◆ **REQUIRED ACTION**:
Filter these entries down to the lines that hold the word "pubkey", and show each of them.

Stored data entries
--- START ---

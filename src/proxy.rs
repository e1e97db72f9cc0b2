//! # The Proxy
//!
//! The proxy is the single task that owns every socket and every piece of
//! runtime state: the connection table, the active master-node set, the
//! timer wheel, and the pending-request tables. It runs on a dedicated OS
//! thread driving a current-thread tokio runtime.
//!
//! Nothing else mutates that state. Caller threads and worker threads talk
//! to the proxy exclusively through the unbounded control channel
//! ([`ProxyCommand`]); per-connection socket tasks report in through the
//! event channel ([`ConnEvent`]). Each loop iteration selects over both
//! channels and a deadline sleep derived from the nearest timer fire,
//! request expiry, or sweep.
//!
//! ## Connection lifecycle
//!
//! - Inbound: an accept task completes the (optional) curve handshake off
//!   the proxy, then reports the new connection; the proxy runs the
//!   listener's allow predicate and installs or refuses it.
//! - Outbound: the proxy installs a dialing record, frames queue on it, and
//!   a dial task reports success or failure; master-node records are keyed
//!   by pubkey so either side of an existing mesh link is reused.
//! - Self-send: a send to our own pubkey loops through a socketless record
//!   straight back into dispatch.

use std::collections::HashSet;
use std::sync::atomic::{AtomicI64, Ordering};
use std::sync::{Arc, Weak};
use std::time::{Duration, Instant};

use tokio::sync::{mpsc, oneshot};
use tokio::task::JoinHandle;
use tokio::time::timeout;
use tracing::{debug, info, trace, warn};

use crate::auth::{check_access, Admission, AllowFn, AuthLevel};
use crate::conn::{
    ConnKind, ConnRecord, ConnTable, ConnectFailure, ConnectSuccess, ConnectionID, ListenCallback,
    PendingRequest, ReplyCallback,
};
use crate::error::Error;
use crate::frame::{self, Frame};
use crate::identity::{Identity, Keypair};
use crate::message::Message;
use crate::node::{Inner, LookupFn};
use crate::noise;
use crate::pool::WorkerPool;
use crate::registry::{Lane, Registry};
use crate::timer::{TimerId, TimerJob, TimerWheel};
use crate::transport::{self, Address, Endpoint, FrameReader, FrameWriter, ListenerSocket};

/// Default deadline for a request's reply.
pub(crate) const REQUEST_TIMEOUT: Duration = Duration::from_secs(15);

/// Timeout for establishing an outbound connection.
const DIAL_TIMEOUT: Duration = Duration::from_secs(10);

/// Timeout for the curve handshake, either side.
const HANDSHAKE_TIMEOUT: Duration = Duration::from_secs(10);

/// How long an outbound remote connection may wait for the `HI` echo.
const HI_ACK_TIMEOUT: Duration = Duration::from_secs(10);

/// Master-node connections idle longer than this are closed; the next send
/// re-dials.
const IDLE_TIMEOUT: Duration = Duration::from_secs(300);

/// How long shutdown waits for socket tasks to flush queued frames.
const LINGER: Duration = Duration::from_secs(5);

/// Fallback wake interval when nothing sooner is scheduled.
const SWEEP_INTERVAL: Duration = Duration::from_secs(1);

/// Per-connection cap on frames sitting in the socket writer channel.
const OUTBOUND_CHANNEL_CAP: usize = 1000;

pub(crate) type ControlSender = mpsc::UnboundedSender<ProxyCommand>;

/// Control messages from caller and worker threads.
pub(crate) enum ProxyCommand {
    Send {
        to: ConnectionID,
        cmd: String,
        parts: Vec<Vec<u8>>,
    },
    Request {
        to: ConnectionID,
        cmd: String,
        parts: Vec<Vec<u8>>,
        callback: ReplyCallback,
        timeout: Duration,
    },
    SendReply {
        to: ConnectionID,
        tag: Vec<u8>,
        parts: Vec<Vec<u8>>,
    },
    ConnectRemote {
        token: i64,
        addr: Address,
        on_success: ConnectSuccess,
        on_failure: ConnectFailure,
    },
    ConnectInproc {
        token: i64,
        on_success: ConnectSuccess,
    },
    ConnectMn {
        pubkey: Identity,
    },
    Listen {
        spec: ListenerSpec,
    },
    Disconnect {
        conn: ConnectionID,
    },
    SetActiveMns {
        mns: HashSet<Identity>,
    },
    UpdateActiveMns {
        added: Vec<Identity>,
        removed: Vec<Identity>,
    },
    AddTimer {
        id: TimerId,
        job: TimerJob,
        interval: Duration,
        squelch: bool,
    },
    CancelTimer {
        id: TimerId,
    },
    Shutdown,
}

pub(crate) struct ListenerSpec {
    pub addr: String,
    pub endpoint: Endpoint,
    pub curve: bool,
    pub allow: AllowFn,
    pub ack: Option<ListenCallback>,
}

/// Pre-start configuration handed to the proxy when it spins up.
pub(crate) struct StartupState {
    pub listeners: Vec<ListenerSpec>,
    pub timers: Vec<(TimerId, TimerJob, Duration, bool)>,
    pub active_mns: HashSet<Identity>,
}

--- END ---

◆ **OUTPUT OF THE TASK**:
//!   by pubkey so either side of an existing mesh link is reused.
//! - Self-send: a send to our own pubkey loops through a socketless record
        pubkey: Identity,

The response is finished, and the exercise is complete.